WHAT THE TASK ASKS:
Scan the entries below for the word "items", then copy each line that holds it.
***** DATA EXTRACT *****
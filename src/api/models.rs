use serde::Deserialize;
use std::collections::HashMap;

// Account V1 response
#[derive(Debug, Deserialize, Clone)]
#[serde(rename_all = "camelCase")]
pub struct AccountDto {
    pub puuid: String,
    #[serde(default)]
    pub game_name: String,
    #[serde(default)]
    pub tag_line: String,
}

// Summoner V4 response
#[derive(Debug, Deserialize, Clone)]
#[serde(rename_all = "camelCase")]
pub struct SummonerDto {
    pub summoner_level: i64,
}

// League V4 response (one entry per ranked queue)
#[derive(Debug, Deserialize, Clone)]
#[serde(rename_all = "camelCase")]
pub struct LeagueEntryDto {
    pub queue_type: String,
    pub tier: String,
    pub rank: String,
    pub league_points: i32,
    pub wins: u32,
    pub losses: u32,
}

// Champion Mastery V4 response
#[derive(Debug, Deserialize, Clone)]
#[serde(rename_all = "camelCase")]
pub struct ChampionMasteryDto {
    pub champion_id: i64,
    #[serde(default)]
    pub champion_level: i32,
    #[serde(default)]
    pub champion_points: i64,
}

// Match V5 response
#[derive(Debug, Deserialize, Clone)]
pub struct MatchDto {
    pub metadata: MatchMetadata,
    pub info: MatchInfo,
}

#[derive(Debug, Deserialize, Clone)]
#[serde(rename_all = "camelCase")]
pub struct MatchMetadata {
    pub match_id: String,
}

#[derive(Debug, Deserialize, Clone)]
#[serde(rename_all = "camelCase")]
pub struct MatchInfo {
    pub game_duration: i64,
    #[serde(default)]
    pub game_end_timestamp: i64,
    #[serde(default)]
    pub queue_id: u32,
    pub participants: Vec<ParticipantDto>,
}

#[derive(Debug, Deserialize, Clone)]
#[serde(rename_all = "camelCase")]
pub struct ParticipantDto {
    pub puuid: String,
    pub champion_id: i64,
    #[serde(default)]
    pub champion_name: String,
    pub team_id: i32,
    #[serde(default)]
    pub win: bool,
    #[serde(default)]
    pub individual_position: String, // TOP, JUNGLE, MIDDLE, BOTTOM, UTILITY, Invalid
    #[serde(default)]
    pub kills: u32,
    #[serde(default)]
    pub deaths: u32,
    #[serde(default)]
    pub assists: u32,
    #[serde(default)]
    pub summoner1_id: i32,
    #[serde(default)]
    pub summoner2_id: i32,
    #[serde(default)]
    pub item0: i64,
    #[serde(default)]
    pub item1: i64,
    #[serde(default)]
    pub item2: i64,
    #[serde(default)]
    pub item3: i64,
    #[serde(default)]
    pub item4: i64,
    #[serde(default)]
    pub item5: i64,
    #[serde(default)]
    pub item6: i64,
    #[serde(default)]
    pub riot_id_game_name: Option<String>,
    #[serde(default)]
    pub riot_id_tagline: Option<String>,
}

impl ParticipantDto {
    pub fn items(&self) -> [i64; 7] {
        [
            self.item0, self.item1, self.item2, self.item3, self.item4, self.item5, self.item6,
        ]
    }
}

// Data Dragon Champion response
#[derive(Debug, Deserialize)]
pub struct DataDragonChampions {
    pub data: HashMap<String, ChampionInfo>,
}

// `data` is keyed by the champion's string id; `key` is its numeric id.
#[derive(Debug, Deserialize, Clone)]
pub struct ChampionInfo {
    pub name: String,
    pub key: String,
}

// Error body returned by Riot on non-2xx statuses
#[derive(Debug, Deserialize, Default)]
pub struct RiotErrorBody {
    #[serde(default)]
    pub status: RiotErrorStatus,
}

#[derive(Debug, Deserialize, Default)]
pub struct RiotErrorStatus {
    #[serde(default)]
    pub message: String,
}

#[cfg(test)]
mod tests {
    use super::*;

    #[test]
    fn parses_match_with_missing_optional_fields() {
        let body = r#"{
            "metadata": { "matchId": "BR1_123", "participants": ["a", "b"] },
            "info": {
                "gameDuration": 1820,
                "queueId": 420,
                "participants": [
                    {
                        "puuid": "a", "championId": 222, "championName": "Jinx",
                        "teamId": 100, "win": true, "individualPosition": "BOTTOM",
                        "kills": 9, "deaths": 2, "assists": 7,
                        "item0": 3031, "item6": 3363,
                        "riotIdGameName": "Rakan", "riotIdTagline": "BR1"
                    },
                    { "puuid": "b", "championId": 412, "teamId": 200 }
                ]
            }
        }"#;

        let parsed: MatchDto = serde_json::from_str(body).unwrap();
        assert_eq!(parsed.metadata.match_id, "BR1_123");
        assert_eq!(parsed.info.game_end_timestamp, 0);
        assert_eq!(parsed.info.queue_id, 420);

        let jinx = &parsed.info.participants[0];
        assert_eq!(jinx.individual_position, "BOTTOM");
        assert_eq!(jinx.items(), [3031, 0, 0, 0, 0, 0, 3363]);
        assert_eq!(jinx.riot_id_game_name.as_deref(), Some("Rakan"));

        let other = &parsed.info.participants[1];
        assert!(!other.win);
        assert_eq!(other.individual_position, "");
        assert!(other.riot_id_game_name.is_none());
    }

    #[test]
    fn parses_league_entries_and_masteries() {
        let league: Vec<LeagueEntryDto> = serde_json::from_str(
            r#"[{"queueType":"RANKED_SOLO_5x5","tier":"GOLD","rank":"II","leaguePoints":41,"wins":30,"losses":25,"hotStreak":false}]"#,
        )
        .unwrap();
        assert_eq!(league[0].tier, "GOLD");
        assert_eq!(league[0].wins, 30);

        let mastery: Vec<ChampionMasteryDto> = serde_json::from_str(
            r#"[{"championId":497,"championLevel":7,"championPoints":250000,"puuid":"x"}]"#,
        )
        .unwrap();
        assert_eq!(mastery[0].champion_id, 497);
        assert_eq!(mastery[0].champion_points, 250_000);
    }

    #[test]
    fn parses_riot_error_body() {
        let body: RiotErrorBody = serde_json::from_str(
            r#"{"status":{"message":"Data not found - No results found for player with riot id","status_code":404}}"#,
        )
        .unwrap();
        assert!(body.status.message.starts_with("Data not found"));
    }
}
*****
OUTPUT:
    pub fn items(&self) -> [i64; 7] {
        assert_eq!(jinx.items(), [3031, 0, 0, 0, 0, 0, 3363]);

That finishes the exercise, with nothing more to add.